[Ebû Abdullah Muhammed bin Ali et-Tirmizî -rahimehûllâh- buyurdu ki:]
Onlar ki, içlerindeki şu şehvetler nedeniyle sağlı-sollu onlara meyledip onların peşinde koşarlar; işte onların içinde bir karışıklık ve isyankârlık meydana gelir.
Onlar O'nun rahmeti içlerine derk edilip, onu idrak ettikleri vakit ise O'nun ilâhi nusret ve yardımına mazhar kılınırlar; O'na karşı tevbelerini arz eder ve ubûdiyet hali içinde bulunurlar.
Ne var ki yine de içlerinde bir şehvet kalır. Ancak onu iyice zaafa uğratırlar ve içindeki ateşi söndürürler; parıldamasını üfleyerek bastırırlar ve artık kulun âzâ ve organları yerli yerinde kalır.
Artık onda külün perdesi bir hücre gibi kalır, damarlarında ve organlarında şehvetin hararet ve ateşi namına hiçbir şey kalmaz. Ateşi çabucak parıldayıp sönmüş ve sakinleşmiş bir tennûr (tandır/fırın) gibi onun ışığı ve parıltısı sönmüş olur; külün kızartısı gibi tâ ki sönünceye kadar da böyle olmaya devam eder.
Onunla bir araya gelince, hamurun harareti hafifleyerek, onunla özdeşleşmez ve pişip ekmek haline gelmez.
İşte şehvetinin harareti soğuyunca sadr (göğüs) de böyle olur.
O'nu her zikir edişinde, her defasında bir nehy (yasak) ondan düşer, onunla herhangi bir bağı kalmaz. Onunla bağlantı kurmasını sağlayan her şey ise kıpkırmızı bir fırın haline getirerek, kulun içinde süratle ilerleyişini dindirip yatıştırır. Tevbe ile zafer kazanmasını sağlayan, kalbinin üzerine vârid olan ilâhi nurla artık şehvetlerinin ateşini söndürür.
Bu ilâhi nur, Allah'ın kuluna olan rahmetindendir ve ilâhi rahmet ruh içindir, nerede olursa olsun ateşini söndürüp kendisinden uzaklaştırarak onu soğutur. Şehvetten dolayı fırında bu meydana gelince, gerisindeki ateşi perdeleyecek bir örtü meydana getirir.
Kul, nehy edilen şeyi sonlandırınca yerine emrolunan şey gelir ve artık bunun içinde yürür, ancak içindeki şehveti arzu etmekten de geri kalmaz.
O arzu ki, ona "Hevâ ve heves" denir; işte emr olunan şey gelir ve bu emir onu içindeki şehvetlerini hafifletmeye muvaffak kılar.
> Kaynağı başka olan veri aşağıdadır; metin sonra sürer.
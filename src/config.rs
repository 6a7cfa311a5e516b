//! Service configuration loaded from environment variables.

use std::path::PathBuf;
use std::time::Duration;

const DEFAULT_OUTPUT_DIR: &str = "summaries";
const DEFAULT_WORKER_PROGRAM: &str = "python";
const DEFAULT_WORKER_ARGS: &str = "research_summarizer.py";
const DEFAULT_MAX_CONCURRENT_JOBS: usize = 4;
const DEFAULT_SHUTDOWN_GRACE_SECS: u64 = 10;
const DEFAULT_STDERR_RETENTION_BYTES: usize = 4096;

/// Configuration for the session manager and the external worker.
#[derive(Clone, Debug)]
pub struct ServiceConfig {
    /// Base directory; each session writes to `<output_root>/<session_id>`
    /// (from PAPERDESK_OUTPUT_DIR).
    pub output_root: PathBuf,
    /// Program that implements the search/analyze commands
    /// (from PAPERDESK_WORKER_PROGRAM).
    pub worker_program: String,
    /// Arguments placed before the subcommand, usually the script path
    /// (from PAPERDESK_WORKER_ARGS, whitespace-separated).
    pub worker_args: Vec<String>,
    /// Credential forwarded to the search command as `-a` (from API_KEY).
    /// Omitted from the command line when unset.
    pub api_key: Option<String>,
    /// Kill the worker after this long (from PAPERDESK_JOB_TIMEOUT_SECS).
    pub job_timeout: Option<Duration>,
    /// Maximum number of worker processes running at once
    /// (from PAPERDESK_MAX_CONCURRENT_JOBS).
    pub max_concurrent_jobs: usize,
    /// How long shutdown waits for running workflows before killing them
    /// (from PAPERDESK_SHUTDOWN_GRACE_SECS).
    pub shutdown_grace: Duration,
    /// Trailing bytes of worker stderr kept for diagnostics
    /// (from PAPERDESK_STDERR_RETENTION_BYTES).
    pub stderr_retention_bytes: usize,
}

impl ServiceConfig {
    /// Load configuration from environment variables.
    pub fn from_env() -> Self {
        let mut config = Self::new(
            std::env::var("PAPERDESK_OUTPUT_DIR").unwrap_or_else(|_| DEFAULT_OUTPUT_DIR.into()),
        );

        if let Ok(program) = std::env::var("PAPERDESK_WORKER_PROGRAM") {
            config.worker_program = program;
        }
        if let Ok(args) = std::env::var("PAPERDESK_WORKER_ARGS") {
            config.worker_args = split_args(&args);
        }

        config.api_key = std::env::var("API_KEY").ok().filter(|k| !k.is_empty());

        config.job_timeout = env_parse::<u64>("PAPERDESK_JOB_TIMEOUT_SECS")
            .filter(|secs| *secs > 0)
            .map(Duration::from_secs);

        if let Some(max) = env_parse::<usize>("PAPERDESK_MAX_CONCURRENT_JOBS") {
            config.max_concurrent_jobs = max.max(1);
        }
        if let Some(secs) = env_parse::<u64>("PAPERDESK_SHUTDOWN_GRACE_SECS") {
            config.shutdown_grace = Duration::from_secs(secs);
        }
        if let Some(bytes) = env_parse::<usize>("PAPERDESK_STDERR_RETENTION_BYTES") {
            config.stderr_retention_bytes = bytes;
        }

        config
    }

    /// Defaults with an explicit output root.
    pub fn new(output_root: impl Into<PathBuf>) -> Self {
        Self {
            output_root: output_root.into(),
            worker_program: DEFAULT_WORKER_PROGRAM.to_string(),
            worker_args: split_args(DEFAULT_WORKER_ARGS),
            api_key: None,
            job_timeout: None,
            max_concurrent_jobs: DEFAULT_MAX_CONCURRENT_JOBS,
            shutdown_grace: Duration::from_secs(DEFAULT_SHUTDOWN_GRACE_SECS),
            stderr_retention_bytes: DEFAULT_STDERR_RETENTION_BYTES,
        }
    }

    /// Use a different worker command.
    pub fn with_worker<I, S>(mut self, program: impl Into<String>, args: I) -> Self
    where
        I: IntoIterator<Item = S>,
        S: Into<String>,
    {
        self.worker_program = program.into();
        self.worker_args = args.into_iter().map(Into::into).collect();
        self
    }

    pub fn with_api_key(mut self, key: impl Into<String>) -> Self {
        self.api_key = Some(key.into());
        self
    }

    pub fn with_timeout(mut self, timeout: Duration) -> Self {
        self.job_timeout = Some(timeout);
        self
    }

    pub fn with_max_concurrent_jobs(mut self, max: usize) -> Self {
        self.max_concurrent_jobs = max.max(1);
        self
    }

    pub fn with_shutdown_grace(mut self, grace: Duration) -> Self {
        self.shutdown_grace = grace;
        self
    }

    /// Output directory of one session.
    pub fn session_dir(&self, session_id: &str) -> PathBuf {
        self.output_root.join(session_id)
    }
}

impl Default for ServiceConfig {
    fn default() -> Self {
        Self::from_env()
    }
}

fn split_args(s: &str) -> Vec<String> {
    s.split_whitespace().map(str::to_string).collect()
}

fn env_parse<T: std::str::FromStr>(key: &str) -> Option<T> {
    match std::env::var(key) {
        Ok(value) => match value.trim().parse() {
            Ok(parsed) => Some(parsed),
            Err(_) => {
                tracing::warn!("Ignoring invalid value for {}: {:?}", key, value);
                None
            }
        },
        Err(_) => None,
    }
}
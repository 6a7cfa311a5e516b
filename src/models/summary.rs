use serde::{Deserialize, Serialize};

/// One paper extracted from a search session's output directory.
///
/// Summaries are written in bulk when a search run is ingested and are never
/// modified afterwards.
#[derive(Debug, Clone, Serialize, Deserialize, PartialEq, Eq)]
pub struct Summary {
    pub id: String,
    /// The session this paper belongs to.
    pub query_id: String,
    pub title: String,
    /// Author line as written by the worker, or `"Unknown"`.
    pub authors: String,
    /// Location of the artifact the summary was read from.
    pub file_path: String,
    /// Full markdown text of the artifact.
    pub content: String,
}
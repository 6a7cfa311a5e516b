use std::io::ErrorKind;

use axum::{
    extract::{Path, State},
    http::StatusCode,
    response::IntoResponse,
    Json,
};
use serde::Serialize;

use crate::error::SessionError;
use crate::ingest::ANALYSIS_FILE;
use crate::lifecycle::SessionManager;
use crate::models::*;

// ============================================================
// Error Handling
// ============================================================

#[derive(Debug, Serialize)]
pub struct ErrorBody {
    pub detail: String,
}

type ApiError = (StatusCode, Json<ErrorBody>);

fn error(status: StatusCode, detail: impl Into<String>) -> ApiError {
    (
        status,
        Json(ErrorBody {
            detail: detail.into(),
        }),
    )
}

/// Log an internal error and return a sanitized response to the client.
fn internal_error(e: impl std::fmt::Display) -> ApiError {
    tracing::error!("Internal error: {}", e);
    error(StatusCode::INTERNAL_SERVER_ERROR, "Internal server error")
}

fn not_found() -> ApiError {
    error(StatusCode::NOT_FOUND, "Query not found")
}

fn session_error(e: SessionError) -> ApiError {
    match e {
        SessionError::NotFound(_) => not_found(),
        SessionError::InvalidState { .. } => {
            tracing::warn!("Rejected: {}", e);
            error(StatusCode::CONFLICT, e.to_string())
        }
        SessionError::InvalidRequest(msg) => error(StatusCode::BAD_REQUEST, msg),
        other => internal_error(other),
    }
}

// ============================================================
// Health
// ============================================================

pub async fn health() -> impl IntoResponse {
    Json(serde_json::json!({ "status": "ok" }))
}

// ============================================================
// Sessions
// ============================================================

pub async fn list_queries(
    State(sessions): State<SessionManager>,
) -> Result<Json<Vec<Query>>, ApiError> {
    sessions
        .db()
        .get_all_queries()
        .map(Json)
        .map_err(internal_error)
}

pub async fn get_query(
    State(sessions): State<SessionManager>,
    Path(id): Path<String>,
) -> Result<Json<Query>, ApiError> {
    sessions
        .db()
        .get_query(&id)
        .map_err(internal_error)?
        .map(Json)
        .ok_or_else(not_found)
}

pub async fn list_summaries(
    State(sessions): State<SessionManager>,
    Path(id): Path<String>,
) -> Result<Json<Vec<Summary>>, ApiError> {
    sessions
        .db()
        .get_summaries_by_query(&id)
        .map(Json)
        .map_err(internal_error)
}

pub async fn start_search(
    State(sessions): State<SessionManager>,
    Json(params): Json<SearchParams>,
) -> Result<Json<Query>, ApiError> {
    sessions.start_search(params).map(Json).map_err(session_error)
}

// ============================================================
// Analysis
// ============================================================

pub async fn start_analysis(
    State(sessions): State<SessionManager>,
    Json(request): Json<AnalyzeRequest>,
) -> Result<Json<AnalyzeResponse>, ApiError> {
    let query = sessions
        .start_analysis(&request.session_id)
        .map_err(session_error)?;

    Ok(Json(AnalyzeResponse {
        message: "Analysis started".to_string(),
        session_id: query.id,
    }))
}

pub async fn get_analysis(
    State(sessions): State<SessionManager>,
    Path(id): Path<String>,
) -> Result<Json<AnalysisResponse>, ApiError> {
    sessions
        .db()
        .get_query(&id)
        .map_err(internal_error)?
        .ok_or_else(not_found)?;

    let path = sessions.config().session_dir(&id).join(ANALYSIS_FILE);
    match tokio::fs::read_to_string(&path).await {
        Ok(content) => Ok(Json(AnalysisResponse::Completed { content })),
        Err(e) if e.kind() == ErrorKind::NotFound => Ok(Json(AnalysisResponse::Pending)),
        Err(e) => Err(internal_error(format!(
            "Failed to read {}: {}",
            path.display(),
            e
        ))),
    }
}
use chrono::{DateTime, Utc};
use serde::{Deserialize, Serialize};

/// One research search session and its lifecycle state.
///
/// A query is created in [`QueryStatus::Processing`] when a search starts and
/// only the session lifecycle manager moves it afterwards. Queries are never
/// deleted by the service; output directories and rows are retained until an
/// operator removes them.
#[derive(Debug, Clone, Serialize, Deserialize, PartialEq, Eq)]
pub struct Query {
    /// Opaque session token (v4 UUID rendered as text).
    pub id: String,
    /// Free-form research topic.
    pub query: String,
    #[serde(rename = "timestamp")]
    pub created_at: DateTime<Utc>,
    pub status: QueryStatus,
    /// Number of papers requested from the search backend.
    pub num_papers: u32,
    /// Summarization backend the external worker should use.
    pub provider: String,
}

/// The status of a search session.
///
/// ```text
/// processing ──► completed ──► analyzing ──► completed
///     │                            │
///     └──────► failed ◄────────────┘
/// ```
///
/// `Failed` is terminal; a new session must be created to retry. Nothing
/// ever returns to `Processing`.
#[derive(Debug, Clone, Copy, Serialize, Deserialize, PartialEq, Eq, Hash)]
#[serde(rename_all = "snake_case")]
pub enum QueryStatus {
    Processing,
    Analyzing,
    Completed,
    Failed,
}

impl QueryStatus {
    pub fn as_str(&self) -> &'static str {
        match self {
            Self::Processing => "processing",
            Self::Analyzing => "analyzing",
            Self::Completed => "completed",
            Self::Failed => "failed",
        }
    }

    pub fn from_str(s: &str) -> Option<Self> {
        match s {
            "processing" => Some(Self::Processing),
            "analyzing" => Some(Self::Analyzing),
            "completed" => Some(Self::Completed),
            "failed" => Some(Self::Failed),
            _ => None,
        }
    }

    /// Whether a background workflow may still change this status.
    pub fn is_in_flight(&self) -> bool {
        matches!(self, Self::Processing | Self::Analyzing)
    }

    /// Whether `self -> next` is an edge of the session state machine.
    pub fn can_transition_to(&self, next: QueryStatus) -> bool {
        use QueryStatus::*;
        matches!(
            (self, next),
            (Processing, Completed)
                | (Processing, Failed)
                | (Completed, Analyzing)
                | (Analyzing, Completed)
                | (Analyzing, Failed)
        )
    }
}

impl std::fmt::Display for QueryStatus {
    fn fmt(&self, f: &mut std::fmt::Formatter<'_>) -> std::fmt::Result {
        f.write_str(self.as_str())
    }
}

/// Parameters of a search request, as forwarded to the external worker.
#[derive(Debug, Clone, Serialize, Deserialize)]
pub struct SearchParams {
    pub query: String,
    #[serde(default = "default_num_results")]
    pub num_results: u32,
    #[serde(default)]
    pub sort_by_date: bool,
    #[serde(default = "default_provider")]
    pub provider: String,
    #[serde(default = "default_full_text")]
    pub full_text: bool,
}

fn default_num_results() -> u32 {
    3
}

fn default_provider() -> String {
    "deepseek".to_string()
}

fn default_full_text() -> bool {
    true
}

impl SearchParams {
    pub fn new(query: impl Into<String>) -> Self {
        Self {
            query: query.into(),
            num_results: default_num_results(),
            sort_by_date: false,
            provider: default_provider(),
            full_text: default_full_text(),
        }
    }
}

/// Input for inserting a new query row.
#[derive(Debug, Clone)]
pub struct CreateQueryInput {
    pub query: String,
    pub num_papers: u32,
    pub provider: String,
}

impl From<&SearchParams> for CreateQueryInput {
    fn from(params: &SearchParams) -> Self {
        Self {
            query: params.query.clone(),
            num_papers: params.num_results,
            provider: params.provider.clone(),
        }
    }
}

/// Result of asking the store to move a query to a new status.
#[derive(Debug, Clone, PartialEq, Eq)]
pub enum Transition {
    /// The status was changed; carries the updated query.
    Applied(Query),
    /// No query has this id.
    NotFound,
    /// The edge is not part of the state machine; carries the current status.
    Rejected(QueryStatus),
}

#[cfg(test)]
mod tests {
    use super::*;

    const ALL: [QueryStatus; 4] = [
        QueryStatus::Processing,
        QueryStatus::Analyzing,
        QueryStatus::Completed,
        QueryStatus::Failed,
    ];

    #[test]
    fn status_round_trips_through_its_storage_name() {
        for status in ALL {
            assert_eq!(QueryStatus::from_str(status.as_str()), Some(status));
        }
        assert_eq!(QueryStatus::from_str("active"), None);
    }

    #[test]
    fn failed_is_terminal() {
        for next in ALL {
            assert!(!QueryStatus::Failed.can_transition_to(next));
        }
    }

    #[test]
    fn nothing_returns_to_processing() {
        for from in ALL {
            assert!(!from.can_transition_to(QueryStatus::Processing));
        }
    }

    #[test]
    fn analysis_only_starts_from_completed() {
        assert!(QueryStatus::Completed.can_transition_to(QueryStatus::Analyzing));
        assert!(!QueryStatus::Processing.can_transition_to(QueryStatus::Analyzing));
        assert!(!QueryStatus::Analyzing.can_transition_to(QueryStatus::Analyzing));
    }

    #[test]
    fn search_request_defaults_match_the_public_api() {
        let params: SearchParams = serde_json::from_str(r#"{"query":"graph neural networks"}"#).unwrap();
        assert_eq!(params.num_results, 3);
        assert!(!params.sort_by_date);
        assert_eq!(params.provider, "deepseek");
        assert!(params.full_text);
    }

    #[test]
    fn created_at_is_serialized_as_timestamp() {
        let query = Query {
            id: "abc".to_string(),
            query: "topic".to_string(),
            created_at: Utc::now(),
            status: QueryStatus::Processing,
            num_papers: 3,
            provider: "deepseek".to_string(),
        };
        let value = serde_json::to_value(&query).unwrap();
        assert!(value.get("timestamp").is_some());
        assert_eq!(value["status"], "processing");
    }
}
O şehvetlerine muhalefet edince onun üzerinde bir ağırlık meydana gelir, ona ağlamaklı bir hâl verilir ve (muhâlif) herhangi bir şeyi kolaylıkla nihâyete erdirir.
İşte bu nehy (yasak) şehvetlerine karşı onu muvaffak edip, nihayet buluşunu dahi onun üzerinde gizler; şehvetine karşı bir muhalefet meydana getirip, nihayete erdirişini de üzerinde ağır bir hale getirir.
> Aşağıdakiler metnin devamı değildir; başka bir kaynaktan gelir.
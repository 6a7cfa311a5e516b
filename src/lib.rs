//! paperdesk tracks research-paper search sessions whose work is done by an
//! external summarizer process.
//!
//! A session ([`models::Query`]) is created by [`lifecycle::SessionManager::start_search`],
//! which hands the search to [`worker::Invoker`] on a background task. When
//! the worker exits cleanly its output directory is read by [`ingest`] into
//! [`models::Summary`] rows and the session becomes `completed`; any failure
//! along the way makes it `failed`. A completed session can then be analyzed.

pub mod api;
pub mod config;
pub mod db;
pub mod error;
pub mod ingest;
pub mod lifecycle;
pub mod models;
pub mod worker;
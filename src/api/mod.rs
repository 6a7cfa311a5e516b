mod handlers;

use axum::{
    routing::{get, post},
    Router,
};
use tower::ServiceBuilder;
use tower_http::{cors::CorsLayer, trace::TraceLayer};

use crate::lifecycle::SessionManager;

pub fn create_router(sessions: SessionManager) -> Router {
    let api = Router::new()
        // Sessions
        .route("/queries", get(handlers::list_queries))
        .route("/queries/{id}", get(handlers::get_query))
        .route("/queries/{id}/summaries", get(handlers::list_summaries))
        .route("/search", post(handlers::start_search))
        // Analysis
        .route("/analyze", post(handlers::start_analysis))
        .route("/analysis/{id}", get(handlers::get_analysis))
        // Health
        .route("/health", get(handlers::health));

    Router::new()
        .nest("/api", api)
        .layer(
            ServiceBuilder::new()
                .layer(TraceLayer::new_for_http())
                .layer(CorsLayer::permissive()),
        )
        .with_state(sessions)
}
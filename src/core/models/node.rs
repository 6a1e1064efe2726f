//! Diagram node model
//!
//! Nodes form a tagged union: each kind carries only the fields that are
//! meaningful for it, so invalid combinations (an attribute without an owner,
//! a weak flag on a relationship) cannot be represented.

use serde::{Deserialize, Serialize};
use std::fmt;

/// Opaque identifier of a diagram node (e.g., "E1", "A3")
#[derive(Debug, Clone, PartialEq, Eq, Hash, Serialize, Deserialize)]
#[serde(transparent)]
pub struct NodeId(String);

impl NodeId {
    /// Create a node id from a raw string
    #[must_use]
    pub fn new(id: impl Into<String>) -> Self {
        Self(id.into())
    }

    /// Get the id as a string slice
    #[must_use]
    pub fn as_str(&self) -> &str {
        &self.0
    }
}

impl fmt::Display for NodeId {
    fn fmt(&self, f: &mut fmt::Formatter<'_>) -> fmt::Result {
        write!(f, "{}", self.0)
    }
}

impl From<&str> for NodeId {
    fn from(id: &str) -> Self {
        Self(id.to_string())
    }
}

/// Axis-aligned bounding box of a node on the canvas
#[derive(Debug, Clone, Copy, PartialEq, Serialize, Deserialize)]
pub struct Rect {
    /// Left edge
    pub x: f64,
    /// Top edge
    pub y: f64,
    /// Width in canvas units
    pub width: f64,
    /// Height in canvas units
    pub height: f64,
}

impl Rect {
    /// Create a new rectangle
    #[must_use]
    pub const fn new(x: f64, y: f64, width: f64, height: f64) -> Self {
        Self {
            x,
            y,
            width,
            height,
        }
    }

    /// The same rectangle repositioned at `(x, y)`
    #[must_use]
    pub const fn at(&self, x: f64, y: f64) -> Self {
        Self { x, y, ..*self }
    }

    /// Axis-aligned overlap test; rectangles that merely touch count as
    /// overlapping
    #[must_use]
    pub fn overlaps(&self, other: &Self) -> bool {
        !(self.x + self.width < other.x
            || self.x > other.x + other.width
            || self.y + self.height < other.y
            || self.y > other.y + other.height)
    }
}

/// Discriminant of the four node kinds
#[derive(Debug, Clone, Copy, PartialEq, Eq, Hash)]
pub enum NodeKind {
    /// Modeled real-world object type, optionally weak
    Entity,
    /// Relationship between entities, optionally identifying
    Relationship,
    /// Named property owned by exactly one entity
    Attribute,
    /// "is-a" marker linking a parent entity to child entities
    Inheritance,
}

impl fmt::Display for NodeKind {
    fn fmt(&self, f: &mut fmt::Formatter<'_>) -> fmt::Result {
        let as_str = match self {
            Self::Entity => "entity",
            Self::Relationship => "relationship",
            Self::Attribute => "attribute",
            Self::Inheritance => "inheritance",
        };
        write!(f, "{as_str}")
    }
}

/// An entity node; `weak` entities are identified via an identifying
/// relationship to an owning entity and are drawn with a double border
#[derive(Debug, Clone, PartialEq, Serialize, Deserialize)]
pub struct EntityNode {
    /// Unique node id
    pub id: NodeId,
    /// Display name (also the table name source for translation)
    pub name: String,
    /// Position and size on the canvas
    pub rect: Rect,
    /// Whether this entity has no independent primary key
    #[serde(default)]
    pub weak: bool,
}

/// A relationship node
#[derive(Debug, Clone, PartialEq, Serialize, Deserialize)]
pub struct RelationshipNode {
    /// Unique node id
    pub id: NodeId,
    /// Display name
    pub name: String,
    /// Position and size on the canvas
    pub rect: Rect,
    /// Whether this relationship supplies a weak entity's identification
    #[serde(default)]
    pub identifying: bool,
}

/// An attribute node; the `owner` back-reference (never an edge) ties it to
/// the entity it belongs to
#[derive(Debug, Clone, PartialEq, Serialize, Deserialize)]
pub struct AttributeNode {
    /// Unique node id
    pub id: NodeId,
    /// Display name (the column name source for translation)
    pub name: String,
    /// Position and size on the canvas
    pub rect: Rect,
    /// Id of the owning entity
    pub owner: NodeId,
}

/// An inheritance ("is-a") marker node
#[derive(Debug, Clone, PartialEq, Serialize, Deserialize)]
pub struct InheritanceNode {
    /// Unique node id
    pub id: NodeId,
    /// Display name
    pub name: String,
    /// Position and size on the canvas
    pub rect: Rect,
}

/// A diagram node, tagged by kind
#[derive(Debug, Clone, PartialEq, Serialize, Deserialize)]
#[serde(tag = "kind", rename_all = "UPPERCASE")]
pub enum Node {
    /// Entity node
    Entity(EntityNode),
    /// Relationship node
    Relationship(RelationshipNode),
    /// Attribute node
    Attribute(AttributeNode),
    /// Inheritance marker node
    Inheritance(InheritanceNode),
}

impl Node {
    /// Get this node's id
    #[must_use]
    pub const fn id(&self) -> &NodeId {
        match self {
            Self::Entity(n) => &n.id,
            Self::Relationship(n) => &n.id,
            Self::Attribute(n) => &n.id,
            Self::Inheritance(n) => &n.id,
        }
    }

    /// Get this node's display name
    #[must_use]
    pub fn name(&self) -> &str {
        match self {
            Self::Entity(n) => &n.name,
            Self::Relationship(n) => &n.name,
            Self::Attribute(n) => &n.name,
            Self::Inheritance(n) => &n.name,
        }
    }

    /// Replace this node's display name
    pub fn set_name(&mut self, name: impl Into<String>) {
        let name = name.into();
        match self {
            Self::Entity(n) => n.name = name,
            Self::Relationship(n) => n.name = name,
            Self::Attribute(n) => n.name = name,
            Self::Inheritance(n) => n.name = name,
        }
    }

    /// Get this node's kind discriminant
    #[must_use]
    pub const fn kind(&self) -> NodeKind {
        match self {
            Self::Entity(_) => NodeKind::Entity,
            Self::Relationship(_) => NodeKind::Relationship,
            Self::Attribute(_) => NodeKind::Attribute,
            Self::Inheritance(_) => NodeKind::Inheritance,
        }
    }

    /// Get this node's bounding box
    #[must_use]
    pub const fn rect(&self) -> &Rect {
        match self {
            Self::Entity(n) => &n.rect,
            Self::Relationship(n) => &n.rect,
            Self::Attribute(n) => &n.rect,
            Self::Inheritance(n) => &n.rect,
        }
    }

    /// Get a mutable reference to this node's bounding box
    pub fn rect_mut(&mut self) -> &mut Rect {
        match self {
            Self::Entity(n) => &mut n.rect,
            Self::Relationship(n) => &mut n.rect,
            Self::Attribute(n) => &mut n.rect,
            Self::Inheritance(n) => &mut n.rect,
        }
    }

    /// View this node as an entity, if it is one
    #[must_use]
    pub const fn as_entity(&self) -> Option<&EntityNode> {
        match self {
            Self::Entity(n) => Some(n),
            _ => None,
        }
    }

    /// View this node as a relationship, if it is one
    #[must_use]
    pub const fn as_relationship(&self) -> Option<&RelationshipNode> {
        match self {
            Self::Relationship(n) => Some(n),
            _ => None,
        }
    }

    /// View this node as an attribute, if it is one
    #[must_use]
    pub const fn as_attribute(&self) -> Option<&AttributeNode> {
        match self {
            Self::Attribute(n) => Some(n),
            _ => None,
        }
    }
}

#[cfg(test)]
mod tests {
    use super::*;

    #[test]
    fn test_rect_overlap_detected() {
        let a = Rect::new(0.0, 0.0, 100.0, 50.0);
        let b = Rect::new(50.0, 25.0, 100.0, 50.0);
        assert!(a.overlaps(&b));
        assert!(b.overlaps(&a));
    }

    #[test]
    fn test_rect_disjoint() {
        let a = Rect::new(0.0, 0.0, 100.0, 50.0);
        let b = Rect::new(200.0, 0.0, 100.0, 50.0);
        assert!(!a.overlaps(&b));
        assert!(!b.overlaps(&a));
    }

    #[test]
    fn test_rect_touching_counts_as_overlap() {
        let a = Rect::new(0.0, 0.0, 100.0, 50.0);
        let b = Rect::new(100.0, 0.0, 100.0, 50.0);
        assert!(a.overlaps(&b));
    }

    #[test]
    fn test_node_accessors() {
        let mut node = Node::Entity(EntityNode {
            id: NodeId::from("E1"),
            name: "Student".to_string(),
            rect: Rect::new(60.0, 60.0, 100.0, 50.0),
            weak: false,
        });

        assert_eq!(node.id().as_str(), "E1");
        assert_eq!(node.name(), "Student");
        assert_eq!(node.kind(), NodeKind::Entity);
        assert!(node.as_entity().is_some());
        assert!(node.as_attribute().is_none());

        node.set_name("Person");
        assert_eq!(node.name(), "Person");
    }

    #[test]
    fn test_node_toml_round_trip() {
        let node = Node::Attribute(AttributeNode {
            id: NodeId::from("A1"),
            name: "id".to_string(),
            rect: Rect::new(200.0, 60.0, 40.0, 40.0),
            owner: NodeId::from("E1"),
        });

        let toml_str = toml::to_string(&node).expect("serialize");
        assert!(toml_str.contains("kind = \"ATTRIBUTE\""));

        let back: Node = toml::from_str(&toml_str).expect("deserialize");
        assert_eq!(back, node);
    }
}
İçlerinde kalan bu şehvetler, onlara ister istemez içlerindeki bu amel ile amel ettirir.
Allah bunu daha onları yaratmadan önce bilmekteydi ve onların bunun üzerinde olduklarını zikretmişti. Zira nimetler ve keremler diyarını da, sakıncalar ve hevalar diyarını da yaratan O'dur.
Biz, içlerindeki bu şehvete dair onların nefislerinin içindeki heyecanla ilgili bu haberi resullerin sünneti üzere izâh ettik ki; bu heva ve heves bu diyarın şehvetidir ve onları ona karşı heva ve hevese meylettirir.
İsyân edenler yarın kaçınılmaz olarak ziyadesiyle şöyle diyeceklerdir:
"Ey Rabb'imiz!
Şüphesiz bizim içimize bu şehvetleri yükleyen de, haram gelip çattığı vakit bu heva ve hevesleri alıkoyup önleyen de Sen'sin!.."
O ise onların üzerine bir hüccet (delil) olmak üzere buyurur ki:
"Ben ondan sakınma hususunda bunun telâşını çekmeyeceğiniz, içinde ilâhi nimetler bulunan bir diyar yarattım; sonra da nefislerinizin heyecana gelişi ile ilgili olarak, resullerin sünneti üzere sizi bundan haberdar edecek bir şekilde gönderdim ki, bu diyara ulaşmanın rağbeti ve şevki onunla sükûna erip dinsin. Gözlerinizin bakışını buna hazır bulundurun ve bu gayenin sonuna kadar ulaşın!..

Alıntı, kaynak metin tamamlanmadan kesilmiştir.